→ How to complete this task
Lines from the material below that hold the string "real" are what is needed; copy each of them.

┌────────

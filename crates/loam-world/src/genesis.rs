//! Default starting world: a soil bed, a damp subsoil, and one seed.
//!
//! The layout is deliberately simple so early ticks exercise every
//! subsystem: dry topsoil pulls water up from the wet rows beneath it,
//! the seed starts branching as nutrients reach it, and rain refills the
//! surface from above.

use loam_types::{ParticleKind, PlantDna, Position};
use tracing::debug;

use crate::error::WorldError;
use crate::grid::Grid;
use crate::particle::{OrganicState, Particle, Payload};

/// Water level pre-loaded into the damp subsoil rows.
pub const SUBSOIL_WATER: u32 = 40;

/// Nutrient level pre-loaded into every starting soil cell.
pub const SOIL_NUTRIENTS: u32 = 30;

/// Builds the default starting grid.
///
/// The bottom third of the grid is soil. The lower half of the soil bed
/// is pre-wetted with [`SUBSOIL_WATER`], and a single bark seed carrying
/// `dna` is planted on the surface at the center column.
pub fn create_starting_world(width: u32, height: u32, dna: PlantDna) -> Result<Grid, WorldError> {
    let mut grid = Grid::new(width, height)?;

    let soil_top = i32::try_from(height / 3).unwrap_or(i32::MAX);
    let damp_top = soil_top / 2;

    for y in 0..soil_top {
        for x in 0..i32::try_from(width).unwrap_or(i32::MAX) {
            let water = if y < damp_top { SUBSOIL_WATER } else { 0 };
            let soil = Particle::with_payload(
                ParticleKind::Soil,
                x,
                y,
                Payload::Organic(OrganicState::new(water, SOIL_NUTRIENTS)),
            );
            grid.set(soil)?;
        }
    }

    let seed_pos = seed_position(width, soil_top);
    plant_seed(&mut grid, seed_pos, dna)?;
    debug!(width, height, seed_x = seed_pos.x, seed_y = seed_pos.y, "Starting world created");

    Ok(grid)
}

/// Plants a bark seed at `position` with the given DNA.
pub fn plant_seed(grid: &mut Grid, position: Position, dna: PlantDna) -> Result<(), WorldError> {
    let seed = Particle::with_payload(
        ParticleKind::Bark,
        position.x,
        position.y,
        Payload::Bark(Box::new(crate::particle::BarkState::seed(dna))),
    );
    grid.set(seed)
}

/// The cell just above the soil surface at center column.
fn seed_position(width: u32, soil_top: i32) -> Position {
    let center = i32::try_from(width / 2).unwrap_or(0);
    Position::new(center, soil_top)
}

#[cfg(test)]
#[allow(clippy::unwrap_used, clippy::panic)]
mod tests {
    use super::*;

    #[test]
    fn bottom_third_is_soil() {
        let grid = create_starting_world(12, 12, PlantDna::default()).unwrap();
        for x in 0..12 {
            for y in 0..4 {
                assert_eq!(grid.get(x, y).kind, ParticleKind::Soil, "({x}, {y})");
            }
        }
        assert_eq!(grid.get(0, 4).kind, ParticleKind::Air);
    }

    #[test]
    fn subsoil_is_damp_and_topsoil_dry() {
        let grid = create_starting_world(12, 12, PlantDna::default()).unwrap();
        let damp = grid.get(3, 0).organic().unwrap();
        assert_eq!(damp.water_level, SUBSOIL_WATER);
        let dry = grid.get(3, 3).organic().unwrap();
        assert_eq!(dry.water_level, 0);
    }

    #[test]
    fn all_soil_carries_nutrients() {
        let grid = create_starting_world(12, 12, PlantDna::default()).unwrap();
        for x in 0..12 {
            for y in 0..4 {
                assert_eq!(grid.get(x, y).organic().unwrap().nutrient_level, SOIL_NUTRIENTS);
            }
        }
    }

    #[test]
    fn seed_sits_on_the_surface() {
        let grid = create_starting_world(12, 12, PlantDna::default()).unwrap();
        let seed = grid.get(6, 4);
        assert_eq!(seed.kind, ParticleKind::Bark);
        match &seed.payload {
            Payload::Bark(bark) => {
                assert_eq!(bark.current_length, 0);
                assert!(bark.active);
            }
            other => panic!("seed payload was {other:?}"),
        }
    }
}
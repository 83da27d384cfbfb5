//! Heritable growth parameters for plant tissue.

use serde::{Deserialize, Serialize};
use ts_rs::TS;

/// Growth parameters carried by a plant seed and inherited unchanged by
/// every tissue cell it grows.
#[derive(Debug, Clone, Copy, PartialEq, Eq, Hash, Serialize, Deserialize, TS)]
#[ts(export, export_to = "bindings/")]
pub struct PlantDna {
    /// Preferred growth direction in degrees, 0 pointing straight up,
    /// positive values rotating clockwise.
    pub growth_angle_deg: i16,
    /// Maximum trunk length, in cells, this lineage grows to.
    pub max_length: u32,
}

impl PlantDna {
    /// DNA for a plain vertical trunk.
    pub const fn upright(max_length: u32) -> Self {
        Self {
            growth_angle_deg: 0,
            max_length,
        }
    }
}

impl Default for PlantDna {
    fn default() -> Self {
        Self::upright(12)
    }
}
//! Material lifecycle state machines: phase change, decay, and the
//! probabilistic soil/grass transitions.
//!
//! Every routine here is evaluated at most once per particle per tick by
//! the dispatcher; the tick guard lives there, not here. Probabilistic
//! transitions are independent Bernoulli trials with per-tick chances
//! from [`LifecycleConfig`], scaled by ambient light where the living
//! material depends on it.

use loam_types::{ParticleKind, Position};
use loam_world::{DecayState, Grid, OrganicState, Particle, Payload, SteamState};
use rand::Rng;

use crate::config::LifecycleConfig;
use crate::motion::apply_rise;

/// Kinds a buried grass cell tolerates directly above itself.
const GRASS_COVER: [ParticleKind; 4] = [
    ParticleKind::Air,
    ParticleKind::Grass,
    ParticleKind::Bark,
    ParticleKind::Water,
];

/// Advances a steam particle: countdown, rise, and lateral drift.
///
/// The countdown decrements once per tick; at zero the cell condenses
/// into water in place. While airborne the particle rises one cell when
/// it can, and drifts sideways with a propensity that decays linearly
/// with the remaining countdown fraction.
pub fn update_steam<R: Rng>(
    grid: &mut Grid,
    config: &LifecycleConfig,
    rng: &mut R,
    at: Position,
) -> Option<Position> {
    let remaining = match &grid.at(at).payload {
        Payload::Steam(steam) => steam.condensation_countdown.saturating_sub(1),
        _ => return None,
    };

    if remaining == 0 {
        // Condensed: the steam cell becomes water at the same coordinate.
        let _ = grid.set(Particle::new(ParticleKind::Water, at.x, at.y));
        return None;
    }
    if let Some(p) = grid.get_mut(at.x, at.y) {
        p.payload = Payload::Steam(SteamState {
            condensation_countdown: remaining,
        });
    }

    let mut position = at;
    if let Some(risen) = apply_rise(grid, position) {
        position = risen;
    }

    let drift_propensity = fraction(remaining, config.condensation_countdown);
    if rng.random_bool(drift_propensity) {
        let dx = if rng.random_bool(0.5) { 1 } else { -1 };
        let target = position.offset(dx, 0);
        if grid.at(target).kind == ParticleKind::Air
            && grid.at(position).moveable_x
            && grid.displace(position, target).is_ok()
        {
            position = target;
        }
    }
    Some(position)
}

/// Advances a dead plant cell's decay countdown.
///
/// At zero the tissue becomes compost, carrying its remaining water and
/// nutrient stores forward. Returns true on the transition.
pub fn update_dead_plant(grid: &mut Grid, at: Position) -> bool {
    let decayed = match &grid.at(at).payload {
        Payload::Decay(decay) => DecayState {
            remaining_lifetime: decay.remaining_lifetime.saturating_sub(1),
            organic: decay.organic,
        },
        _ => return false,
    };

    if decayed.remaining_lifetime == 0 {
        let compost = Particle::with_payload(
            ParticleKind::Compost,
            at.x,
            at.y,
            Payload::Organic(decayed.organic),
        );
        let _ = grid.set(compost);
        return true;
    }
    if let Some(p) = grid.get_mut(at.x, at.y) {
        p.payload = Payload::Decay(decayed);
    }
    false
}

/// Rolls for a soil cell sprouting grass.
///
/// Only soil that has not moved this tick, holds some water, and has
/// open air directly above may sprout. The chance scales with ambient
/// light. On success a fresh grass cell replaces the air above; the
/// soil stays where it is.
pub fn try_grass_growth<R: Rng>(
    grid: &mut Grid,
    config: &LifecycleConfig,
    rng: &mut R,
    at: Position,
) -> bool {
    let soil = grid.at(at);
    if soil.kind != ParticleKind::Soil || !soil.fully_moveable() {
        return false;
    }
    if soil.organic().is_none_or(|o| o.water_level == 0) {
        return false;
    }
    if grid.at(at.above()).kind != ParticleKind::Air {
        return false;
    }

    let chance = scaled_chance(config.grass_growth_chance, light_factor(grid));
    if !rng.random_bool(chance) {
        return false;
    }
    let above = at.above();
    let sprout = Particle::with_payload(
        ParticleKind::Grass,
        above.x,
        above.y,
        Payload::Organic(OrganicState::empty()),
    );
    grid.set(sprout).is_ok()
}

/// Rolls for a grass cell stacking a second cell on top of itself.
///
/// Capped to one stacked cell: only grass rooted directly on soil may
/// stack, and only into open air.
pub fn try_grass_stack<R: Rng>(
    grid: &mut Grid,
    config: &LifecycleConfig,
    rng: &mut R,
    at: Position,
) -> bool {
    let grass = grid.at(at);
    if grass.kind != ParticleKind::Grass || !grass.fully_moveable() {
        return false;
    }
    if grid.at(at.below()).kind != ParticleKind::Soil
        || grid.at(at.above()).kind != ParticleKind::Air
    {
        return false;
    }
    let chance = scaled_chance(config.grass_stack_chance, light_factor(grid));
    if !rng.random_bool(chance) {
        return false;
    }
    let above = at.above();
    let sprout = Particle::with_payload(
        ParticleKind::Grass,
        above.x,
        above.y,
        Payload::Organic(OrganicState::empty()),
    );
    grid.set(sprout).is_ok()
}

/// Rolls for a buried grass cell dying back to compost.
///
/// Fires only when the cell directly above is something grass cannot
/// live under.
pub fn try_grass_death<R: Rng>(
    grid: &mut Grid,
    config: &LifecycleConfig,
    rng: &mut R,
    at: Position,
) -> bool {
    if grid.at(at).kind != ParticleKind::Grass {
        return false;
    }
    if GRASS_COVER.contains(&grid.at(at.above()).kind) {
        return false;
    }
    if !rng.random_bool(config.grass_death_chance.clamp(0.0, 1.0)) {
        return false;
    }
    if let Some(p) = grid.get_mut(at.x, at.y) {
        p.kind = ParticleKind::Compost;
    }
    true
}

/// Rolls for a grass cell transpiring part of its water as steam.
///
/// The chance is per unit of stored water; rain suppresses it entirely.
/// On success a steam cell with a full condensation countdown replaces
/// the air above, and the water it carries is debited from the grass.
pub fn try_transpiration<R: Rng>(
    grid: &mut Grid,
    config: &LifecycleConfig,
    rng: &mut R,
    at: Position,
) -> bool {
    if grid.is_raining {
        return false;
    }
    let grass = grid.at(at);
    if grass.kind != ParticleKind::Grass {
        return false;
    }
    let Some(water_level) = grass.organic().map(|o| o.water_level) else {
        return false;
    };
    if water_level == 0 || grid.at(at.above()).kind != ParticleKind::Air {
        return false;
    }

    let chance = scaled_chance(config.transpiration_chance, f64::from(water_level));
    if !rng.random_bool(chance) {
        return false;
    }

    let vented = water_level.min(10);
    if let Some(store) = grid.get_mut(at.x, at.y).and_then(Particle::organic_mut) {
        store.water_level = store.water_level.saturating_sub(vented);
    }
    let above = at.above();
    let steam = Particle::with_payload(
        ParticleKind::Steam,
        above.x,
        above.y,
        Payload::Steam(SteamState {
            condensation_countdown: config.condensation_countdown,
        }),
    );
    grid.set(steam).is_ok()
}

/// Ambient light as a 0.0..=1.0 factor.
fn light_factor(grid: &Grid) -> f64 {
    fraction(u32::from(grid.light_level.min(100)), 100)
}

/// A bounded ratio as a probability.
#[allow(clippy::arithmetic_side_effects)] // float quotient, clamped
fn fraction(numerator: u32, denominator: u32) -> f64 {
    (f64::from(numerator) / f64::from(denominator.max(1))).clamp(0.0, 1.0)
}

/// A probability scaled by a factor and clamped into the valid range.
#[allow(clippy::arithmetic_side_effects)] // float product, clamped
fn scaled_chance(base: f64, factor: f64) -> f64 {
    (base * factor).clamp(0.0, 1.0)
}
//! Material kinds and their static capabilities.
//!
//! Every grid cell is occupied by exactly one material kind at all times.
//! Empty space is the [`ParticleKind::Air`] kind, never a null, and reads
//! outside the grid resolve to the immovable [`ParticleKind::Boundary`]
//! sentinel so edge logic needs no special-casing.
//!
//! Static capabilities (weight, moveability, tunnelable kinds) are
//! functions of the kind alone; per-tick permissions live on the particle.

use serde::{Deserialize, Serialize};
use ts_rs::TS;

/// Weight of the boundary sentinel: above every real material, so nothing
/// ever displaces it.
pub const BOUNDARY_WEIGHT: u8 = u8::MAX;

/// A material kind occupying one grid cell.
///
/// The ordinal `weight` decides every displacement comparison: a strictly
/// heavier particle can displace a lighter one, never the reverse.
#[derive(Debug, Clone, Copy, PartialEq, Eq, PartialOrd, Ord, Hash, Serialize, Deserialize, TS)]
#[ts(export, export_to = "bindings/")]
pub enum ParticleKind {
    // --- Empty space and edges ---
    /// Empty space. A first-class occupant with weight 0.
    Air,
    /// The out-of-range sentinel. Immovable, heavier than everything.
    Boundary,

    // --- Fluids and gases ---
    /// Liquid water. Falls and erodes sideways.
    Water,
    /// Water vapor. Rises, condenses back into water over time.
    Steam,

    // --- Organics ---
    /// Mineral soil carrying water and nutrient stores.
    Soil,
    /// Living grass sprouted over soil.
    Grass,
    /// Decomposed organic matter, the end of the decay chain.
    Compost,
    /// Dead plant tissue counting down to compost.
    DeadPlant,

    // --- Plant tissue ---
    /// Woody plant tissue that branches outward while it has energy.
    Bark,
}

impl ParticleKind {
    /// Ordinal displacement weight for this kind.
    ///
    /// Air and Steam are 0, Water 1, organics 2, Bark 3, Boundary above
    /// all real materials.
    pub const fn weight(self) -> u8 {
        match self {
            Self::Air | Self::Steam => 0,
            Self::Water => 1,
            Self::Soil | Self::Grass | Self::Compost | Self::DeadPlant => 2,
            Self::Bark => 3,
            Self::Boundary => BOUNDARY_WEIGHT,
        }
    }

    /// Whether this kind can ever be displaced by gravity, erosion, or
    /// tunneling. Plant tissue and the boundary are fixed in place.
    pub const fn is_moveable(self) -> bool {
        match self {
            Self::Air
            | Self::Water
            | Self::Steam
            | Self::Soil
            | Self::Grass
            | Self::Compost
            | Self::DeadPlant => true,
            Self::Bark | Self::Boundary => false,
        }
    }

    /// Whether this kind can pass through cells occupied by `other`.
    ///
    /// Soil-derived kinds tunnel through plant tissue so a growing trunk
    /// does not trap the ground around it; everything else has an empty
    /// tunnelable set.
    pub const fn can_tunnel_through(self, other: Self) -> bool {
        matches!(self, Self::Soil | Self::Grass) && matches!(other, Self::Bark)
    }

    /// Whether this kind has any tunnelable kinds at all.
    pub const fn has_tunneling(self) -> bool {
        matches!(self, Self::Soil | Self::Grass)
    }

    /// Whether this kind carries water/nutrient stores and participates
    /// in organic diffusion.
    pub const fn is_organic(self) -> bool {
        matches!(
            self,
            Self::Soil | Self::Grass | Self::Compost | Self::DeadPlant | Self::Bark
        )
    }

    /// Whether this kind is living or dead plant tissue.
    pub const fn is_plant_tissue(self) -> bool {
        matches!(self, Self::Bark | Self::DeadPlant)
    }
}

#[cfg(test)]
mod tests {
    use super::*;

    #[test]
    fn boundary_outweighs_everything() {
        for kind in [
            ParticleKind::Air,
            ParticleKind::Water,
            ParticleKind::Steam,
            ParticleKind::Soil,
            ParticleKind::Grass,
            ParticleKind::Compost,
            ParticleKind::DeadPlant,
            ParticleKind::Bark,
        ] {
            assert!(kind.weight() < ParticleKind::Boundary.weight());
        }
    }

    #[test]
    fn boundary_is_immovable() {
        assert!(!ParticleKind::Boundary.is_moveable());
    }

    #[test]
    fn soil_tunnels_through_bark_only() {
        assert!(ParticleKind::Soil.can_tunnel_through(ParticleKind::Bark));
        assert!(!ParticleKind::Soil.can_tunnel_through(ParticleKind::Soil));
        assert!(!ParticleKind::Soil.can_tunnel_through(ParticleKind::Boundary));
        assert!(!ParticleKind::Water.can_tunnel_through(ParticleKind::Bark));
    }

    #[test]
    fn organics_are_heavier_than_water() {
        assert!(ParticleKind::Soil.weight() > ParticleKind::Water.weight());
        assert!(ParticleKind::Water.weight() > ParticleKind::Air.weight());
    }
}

└────────

→ Answer to the problem
/// Weight of the boundary sentinel: above every real material, so nothing
    /// all real materials.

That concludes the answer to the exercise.